A presidência de Javier Milei na Argentina tem gerado reações contraditórias, com elogios internacionais ao controle da inflação, mas também críticas internas devido ao impacto de suas políticas sobre a população mais vulnerável. Em comunidades como Villa Azul, uma das principais favelas da região metropolitana de Buenos Aires, as promessas de recuperação econômica ainda não chegaram.
José Maria, ferreiro de 47 anos, é um exemplo de apoiador de Milei que enfrenta os desafios diários de um sistema econômico em ajuste. Ele acredita na necessidade de mudança, mas questiona quando os benefícios prometidos serão sentidos por famílias como a dele. Em sua casa simples, compartilha mate com a família e relata as dificuldades crescentes.
Villa Azul, conhecida durante a pandemia por ser foco de um surto de Covid-19, é marcada pela falta de saneamento, ruas de terra e condições de vida precárias. O bairro está separado por uma estreita rua de Avellaneda, uma área urbanizada e arborizada, em um contraste que lembra as divisões sociais de grandes cidades brasileiras.
Marcelina Yedro, 68, sogra de José Maria, vive há mais de 40 anos em Villa Azul. Ela descreve um cotidiano de privação agravado pela inflação e pela falta de oportunidades para os jovens. “Antes, com mil pesos, comprávamos gás. Agora, subiu para 10 mil. Chegar ao fim do mês é uma luta diária”, conta.

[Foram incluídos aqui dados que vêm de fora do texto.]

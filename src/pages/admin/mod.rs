//! Admin Area
//!
//! Guarded page with one collapsible section per editable resource.

mod about;
mod contact;
mod home;
mod item_form;
mod users;
mod work;

use leptos::prelude::*;
use leptos::task::spawn_local;
use leptos_router::hooks::use_navigate;
use reactive_stores::Store;

use crate::actions;
use crate::components::SectionPanel;
use crate::context::use_app;
use crate::routes::go;
use crate::store::{collapse_all, set_panel, AdminPanels, Panel, PanelStore};

use about::AdminAbout;
use contact::AdminContact;
use home::AdminHome;
use users::AdminUsers;
use work::AdminWork;

#[component]
pub fn AdminPage() -> impl IntoView {
    let ctx = use_app();
    let navigate = use_navigate();
    let panels: PanelStore = Store::new(AdminPanels::default());
    provide_context(panels);

    // Session gate, once per visit
    let guard_navigate = navigate.clone();
    Effect::new(move |_| {
        let login = ctx.services().login;
        let tokens = ctx.tokens();
        let navigate = guard_navigate.clone();
        spawn_local(async move {
            if let Err(route) = actions::guard(&login, &*tokens).await {
                go(&navigate, route);
            }
        });
    });

    let on_logout = move |_| {
        let route = actions::logout(&*ctx.tokens());
        go(&navigate, route);
    };

    view! {
        <div class="admin-page" id="admin">
            <nav class="admin-nav">
                <button type="button" on:click=move |_| collapse_all(&panels)>"Top"</button>
                {Panel::ALL.iter().map(|panel| {
                    let panel = *panel;
                    view! {
                        <a href=format!("#{}", panel.anchor()) on:click=move |_| set_panel(&panels, panel, true)>
                            {panel.title()}
                        </a>
                    }
                }).collect_view()}
                <button type="button" class="btn btn-secondary" on:click=on_logout>"Log out"</button>
            </nav>

            <SectionPanel panel=Panel::Home><AdminHome /></SectionPanel>
            <SectionPanel panel=Panel::Work><AdminWork /></SectionPanel>
            <SectionPanel panel=Panel::About><AdminAbout /></SectionPanel>
            <SectionPanel panel=Panel::Contact><AdminContact /></SectionPanel>
            <SectionPanel panel=Panel::Users><AdminUsers /></SectionPanel>
        </div>
    }
}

A redução drástica de investimentos públicos é sentida diretamente na região. As obras foram interrompidas e o setor de construção registrou queda de quase 30% em 2023, comparado ao ano anterior. Segundo Milei, os cortes de despesas públicas, que chegaram a 30%, são essenciais para atrair investimentos e estabilizar salários no longo prazo.
Contudo, especialistas alertam para as consequências sociais. Bárbara Couto, diretora do Instituto do Conurbano da Universidade Nacional de General Sarmiento, afirma que a ausência de um “colchão social” agravou a crise. “O ajuste fiscal afetou uma população já vulnerável, que depende de políticas sociais para sobreviver”, explica.
Enquanto o poder de compra despenca, o consumo segue a mesma tendência. Em outubro de 2023, houve uma retração de 20,4% em comparação ao mesmo período do ano anterior, a maior em uma década.
Apesar disso, Milei mantém um discurso otimista. “Estamos organizando a macroeconomia e isso atrairá investimentos, porque o dinheiro busca ambientes favoráveis para se desenvolver”, declarou recentemente.
Entretanto, figuras como Margarita Barrientos, ativista social e fundadora do refeitório comunitário Los Piletones, sentem o impacto das mudanças. O espaço, que oferece de 2.500 a 3.000 refeições diárias, enfrenta dificuldades financeiras e falta de apoio governamental. “Este é o pior momento em 28 anos de trabalho. Não há comunicação nem ajuda”, lamenta Margarita.
Enquanto o governo aposta na austeridade para alcançar estabilidade econômica, milhões de argentinos aguardam que essas medidas tragam resultados palpáveis para suas vidas. A desigualdade, intensificada pela crise, continua sendo o maior desafio para o país.